I am absolutely fed up with tech bloggers and technical writers assuming that all people use computers the way they do. There is no longer just the 'truck' of the desktop and laptop and the 'car' of the phone. There are gradations of tone in between, and the iPad Pro absolutely, 100% could be the central computing device for a home. […] Instead of dwelling on whether an iPad or tablet can do exactly what a laptop or desktop does, we need to ask ourselves what can it do differently, or better. Not what it can duplicate — what it can enable.

[TechCrunch]

One Artist Actually Likes The Apple Pencil 

Joanna Stern, The Wall Street Journal

We were both surprised just how quickly he picked it up. In fact, Mike says it was "more natural to sketch and shade" on the iPad Pro than on his Mac's Wacom tablet. He was impressed most by how the glass-and-pen combo could imitate his art-paper experience: the gentlest tilts of his watercolor brush, light shading with his pencil and deep presses with a flat marker all were lag free.

His only complaints: The pen slid a little too smoothly on the glass and made faint tapping sounds when in use.

[The Wall Street Journal]

It Probably Makes The Most Sense For Power Users

Sam Grobart, Bloomberg

So I'm not the customer for the iPad Pro. But I think I know who is: Vic Abate.

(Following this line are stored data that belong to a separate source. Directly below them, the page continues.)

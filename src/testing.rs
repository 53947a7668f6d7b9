//! In-memory stand-ins for the external collaborators, for unit tests.

use async_trait::async_trait;
use chrono::{DateTime, Utc};
use futures::{stream::BoxStream, StreamExt};
use serde::de::DeserializeOwned;
use std::collections::{HashMap, VecDeque};
use std::sync::atomic::{AtomicBool, AtomicUsize, Ordering};
use std::sync::Mutex;
use std::time::Duration;
use uuid::Uuid;

use crate::aggregation::{InAppDispatcher, UserDigest};
use crate::bus::{Delivery, EventBus, QueueConsumer};
use crate::debounce::{DebounceKey, DebounceStore, ExpirySource};
use crate::error::{AppError, Result};
use crate::notification::{
    Channel, NewNotification, NotificationEvent, NotificationRow, NotificationStore, NotificationType,
};

pub fn event(kind: NotificationType, user: Uuid, group_on: &str) -> NotificationEvent {
    NotificationEvent {
        notification_type: kind,
        for_user_id: user,
        asset_id: Some(Uuid::new_v4()),
        board_id: None,
        group_on: group_on.to_string(),
        occurred_at: Utc::now(),
    }
}

pub fn new_notification(kind: NotificationType, user: Uuid, group_on: &str) -> NewNotification {
    event(kind, user, group_on).into()
}

pub fn row(kind: NotificationType, user: Uuid, group_on: &str, created_at: DateTime<Utc>) -> NotificationRow {
    NotificationRow {
        id: Uuid::new_v4(),
        notification_type: kind,
        for_user_id: user,
        asset_id: Some(Uuid::new_v4()),
        board_id: None,
        group_on: group_on.to_string(),
        is_read: false,
        sent_in_app: false,
        sent_email: false,
        occurred_at: created_at,
        created_at,
    }
}

fn store_down() -> AppError {
    AppError::Database(sqlx::Error::PoolTimedOut)
}

#[derive(Default)]
pub struct MemoryNotificationStore {
    rows: Mutex<Vec<NotificationRow>>,
    fail_insert: AtomicBool,
    fail_mark_sent: AtomicBool,
}

impl MemoryNotificationStore {
    pub fn rows(&self) -> Vec<NotificationRow> {
        self.rows.lock().unwrap().clone()
    }

    pub fn push_row(&self, row: NotificationRow) {
        self.rows.lock().unwrap().push(row);
    }

    pub fn fail_next_insert(&self) {
        self.fail_insert.store(true, Ordering::SeqCst);
    }

    /// Simulates a crash after dispatch and before the sent flag is written.
    pub fn fail_next_mark_sent(&self) {
        self.fail_mark_sent.store(true, Ordering::SeqCst);
    }
}

#[async_trait]
impl NotificationStore for MemoryNotificationStore {
    async fn insert(&self, notification: NewNotification) -> Result<NotificationRow> {
        if self.fail_insert.swap(false, Ordering::SeqCst) {
            return Err(store_down());
        }

        let row = NotificationRow {
            id: Uuid::new_v4(),
            notification_type: notification.notification_type,
            for_user_id: notification.for_user_id,
            asset_id: notification.asset_id,
            board_id: notification.board_id,
            group_on: notification.group_on,
            is_read: false,
            sent_in_app: false,
            sent_email: false,
            occurred_at: notification.occurred_at,
            created_at: Utc::now(),
        };
        self.rows.lock().unwrap().push(row.clone());
        Ok(row)
    }

    async fn select_unsent(
        &self,
        notification_type: NotificationType,
        group_on: &str,
        channel: Channel,
    ) -> Result<Vec<NotificationRow>> {
        Ok(self
            .rows
            .lock()
            .unwrap()
            .iter()
            .filter(|r| r.notification_type == notification_type && r.group_on == group_on)
            .filter(|r| !r.is_read && !r.is_sent(channel))
            .cloned()
            .collect())
    }

    async fn mark_sent(&self, ids: &[Uuid], channel: Channel) -> Result<u64> {
        if self.fail_mark_sent.swap(false, Ordering::SeqCst) {
            return Err(store_down());
        }

        let mut updated = 0;
        for row in self.rows.lock().unwrap().iter_mut().filter(|r| ids.contains(&r.id)) {
            match channel {
                Channel::InApp => row.sent_in_app = true,
                Channel::Email => row.sent_email = true,
            }
            updated += 1;
        }
        Ok(updated)
    }

    async fn find_stale_groups(
        &self,
        notification_type: NotificationType,
        channel: Channel,
        older_than: DateTime<Utc>,
    ) -> Result<Vec<String>> {
        let mut groups: Vec<String> = self
            .rows
            .lock()
            .unwrap()
            .iter()
            .filter(|r| r.notification_type == notification_type && r.created_at < older_than)
            .filter(|r| !r.is_read && !r.is_sent(channel))
            .map(|r| r.group_on.clone())
            .collect();
        groups.sort();
        groups.dedup();
        Ok(groups)
    }

    async fn find_unread_by_user(&self, user_id: Uuid) -> Result<Vec<NotificationRow>> {
        let mut rows: Vec<NotificationRow> = self
            .rows
            .lock()
            .unwrap()
            .iter()
            .filter(|r| r.for_user_id == user_id && !r.is_read)
            .cloned()
            .collect();
        rows.sort_by(|a, b| b.created_at.cmp(&a.created_at));
        Ok(rows)
    }

    async fn mark_as_read(&self, id: Uuid, user_id: Uuid) -> Result<Option<NotificationRow>> {
        let mut rows = self.rows.lock().unwrap();
        let updated = rows
            .iter_mut()
            .find(|r| r.id == id && r.for_user_id == user_id)
            .map(|r| {
                r.is_read = true;
                r.clone()
            });
        Ok(updated)
    }
}

/// TTL store on a manual clock. Nothing expires until [`advance`](Self::advance).
#[derive(Default)]
pub struct MemoryDebounceStore {
    now: Mutex<Duration>,
    deadlines: Mutex<HashMap<String, Duration>>,
}

impl MemoryDebounceStore {
    pub fn remaining(&self, key: &DebounceKey) -> Option<Duration> {
        let now = *self.now.lock().unwrap();
        self.deadlines
            .lock()
            .unwrap()
            .get(&key.encode())
            .map(|deadline| deadline.saturating_sub(now))
    }

    pub fn armed_count(&self) -> usize {
        self.deadlines.lock().unwrap().len()
    }

    /// Moves the clock forward and returns the keys that expired, in expiry order.
    pub fn advance(&self, by: Duration) -> Vec<String> {
        let now = {
            let mut now = self.now.lock().unwrap();
            *now += by;
            *now
        };

        let mut deadlines = self.deadlines.lock().unwrap();
        let mut expired: Vec<(Duration, String)> = deadlines
            .iter()
            .filter(|(_, deadline)| **deadline <= now)
            .map(|(key, deadline)| (*deadline, key.clone()))
            .collect();
        expired.sort();
        for (_, key) in &expired {
            deadlines.remove(key);
        }

        expired.into_iter().map(|(_, key)| key).collect()
    }
}

#[async_trait]
impl DebounceStore for MemoryDebounceStore {
    async fn arm(&self, key: &DebounceKey, window: Duration) -> Result<()> {
        let now = *self.now.lock().unwrap();
        self.deadlines.lock().unwrap().insert(key.encode(), now + window);
        Ok(())
    }

    async fn is_armed(&self, key: &DebounceKey) -> Result<bool> {
        Ok(self.deadlines.lock().unwrap().contains_key(&key.encode()))
    }
}

#[async_trait]
impl ExpirySource for MemoryDebounceStore {
    async fn subscribe(&self) -> Result<BoxStream<'static, String>> {
        Ok(futures::stream::empty().boxed())
    }
}

#[derive(Default)]
pub struct MemoryBus {
    messages: Mutex<Vec<(String, String)>>,
    failures: AtomicUsize,
}

impl MemoryBus {
    pub fn fail_next_publishes(&self, count: usize) {
        self.failures.store(count, Ordering::SeqCst);
    }

    pub fn published(&self, topic: &str) -> Vec<String> {
        self.messages
            .lock()
            .unwrap()
            .iter()
            .filter(|(t, _)| t == topic)
            .map(|(_, payload)| payload.clone())
            .collect()
    }

    pub fn decoded<T: DeserializeOwned>(&self, topic: &str) -> Vec<T> {
        self.published(topic)
            .iter()
            .map(|payload| serde_json::from_str(payload).unwrap())
            .collect()
    }
}

#[async_trait]
impl EventBus for MemoryBus {
    async fn publish(&self, topic: &str, payload: String) -> Result<String> {
        let failing = self
            .failures
            .fetch_update(Ordering::SeqCst, Ordering::SeqCst, |n| n.checked_sub(1))
            .is_ok();
        if failing {
            return Err(AppError::Bus("broker unreachable".to_string()));
        }

        let mut messages = self.messages.lock().unwrap();
        messages.push((topic.to_string(), payload));
        Ok(format!("{}-0", messages.len()))
    }
}

/// Scripted queue: `receive` hands out fresh deliveries, `reclaim_stale`
/// hands out the ones queued as stale.
#[derive(Default)]
pub struct MemoryQueue {
    fresh: Mutex<VecDeque<Delivery>>,
    stale: Mutex<VecDeque<Delivery>>,
    acked: Mutex<Vec<String>>,
}

impl MemoryQueue {
    pub fn push_fresh(&self, delivery: Delivery) {
        self.fresh.lock().unwrap().push_back(delivery);
    }

    /// Queues a delivery as if the broker found it idle past the deadline.
    pub fn push_stale(&self, delivery: Delivery) {
        self.stale.lock().unwrap().push_back(delivery);
    }

    pub fn acked(&self) -> Vec<String> {
        self.acked.lock().unwrap().clone()
    }
}

fn take_up_to(queue: &Mutex<VecDeque<Delivery>>, max: usize) -> Vec<Delivery> {
    let mut queue = queue.lock().unwrap();
    let count = max.min(queue.len());
    queue.drain(..count).collect()
}

#[async_trait]
impl QueueConsumer for MemoryQueue {
    async fn receive(&self, max: usize, block: Duration) -> Result<Vec<Delivery>> {
        let batch = take_up_to(&self.fresh, max);
        if batch.is_empty() {
            tokio::time::sleep(block).await;
        }
        Ok(batch)
    }

    async fn reclaim_stale(&self, _min_idle: Duration, max: usize) -> Result<Vec<Delivery>> {
        Ok(take_up_to(&self.stale, max))
    }

    async fn ack(&self, delivery: &Delivery) -> Result<()> {
        self.acked.lock().unwrap().push(delivery.id.clone());
        Ok(())
    }
}

#[derive(Default)]
pub struct RecordingDispatcher {
    pushed: Mutex<Vec<UserDigest>>,
    fail_next: AtomicBool,
}

impl RecordingDispatcher {
    pub fn pushed(&self) -> Vec<UserDigest> {
        self.pushed.lock().unwrap().clone()
    }

    pub fn fail_next_push(&self) {
        self.fail_next.store(true, Ordering::SeqCst);
    }
}

#[async_trait]
impl InAppDispatcher for RecordingDispatcher {
    async fn push(&self, digest: &UserDigest) -> Result<()> {
        if self.fail_next.swap(false, Ordering::SeqCst) {
            return Err(AppError::Redis(redis::RedisError::from((
                redis::ErrorKind::IoError,
                "publish failed",
            ))));
        }

        self.pushed.lock().unwrap().push(digest.clone());
        Ok(())
    }
}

Vic Abate is the chief technology officer of General Electric. He heads up, among other things, 50,000 scientists and engineers at the industrial conglomerate. Could Vic see a way that the iPad Pro, armed with, say, some hardcore analytics software, might be a useful tool for all those people building power plants, locomotives, and aircraft engines? If he does, Vic's not buying an iPad Pro. He's buying 50,000 of them.

[Bloomberg]

Think Of It As A Very Powerful Digital Notebook

Nicole Nguyen, BuzzFeed

The iPad Pro offers something different to the hardcore designing crowd and to young adults who've just graduated from college and will never have to write a research paper again.

The tablet might also appeal to students (with very robust scholarships??) who gravitate more toward writing their notes rather than typing them, or math majors who want to jot down problem sets in a digital environment. One study shows that students who take longhand notes vs. students who type notes perform better on exams.

[BuzzFeed]

Apple's Smart Keyboard Is Arguably Not The Best iPad Pro Keyboard

Harry McCracken, Fast Company

Instead of reminding me of any other tablet keyboard I've used, the feel is most reminiscent of the keyboard on Apple's own 12-inch MacBook, with similar scooped-out, short-throw keys and the same stainless-steel dome switches underneath. As with the MacBook, I found the experience odd for a couple of days, and then forgot there was anything unusual about it. […] And if you want a keyboard that errs on the side of familiarity? Well, In a move that is anything but typically Apple-esque, the company worked with Logitech to produce a Smart Connector-enabled third-party keyboard case, the $150 Create, which is arriving alongside the iPad Pro.

[Fast Company]

Ultimately, iOS 9 Is The Biggest Limiting Factor

Andrew Cunningham, Ars Technica

All of iOS' limitations have their roots in the way that the original iPhone had to work—resources were limited and the screen was just 3.5 inches, so you could only run one app at a time, and that app was the only app that could run. Over time, Apple has taken advantage of more powerful hardware and larger screens by moving away from this model, especially with things like iOS 8's Extensions and iOS 9's multitasking features. But currently, the one-app-one-window limitation is still sticking around. Whatever Apple needs to do to allow more than one instance of the same app to run at the same time, I'm hoping to see it show up in iOS 10.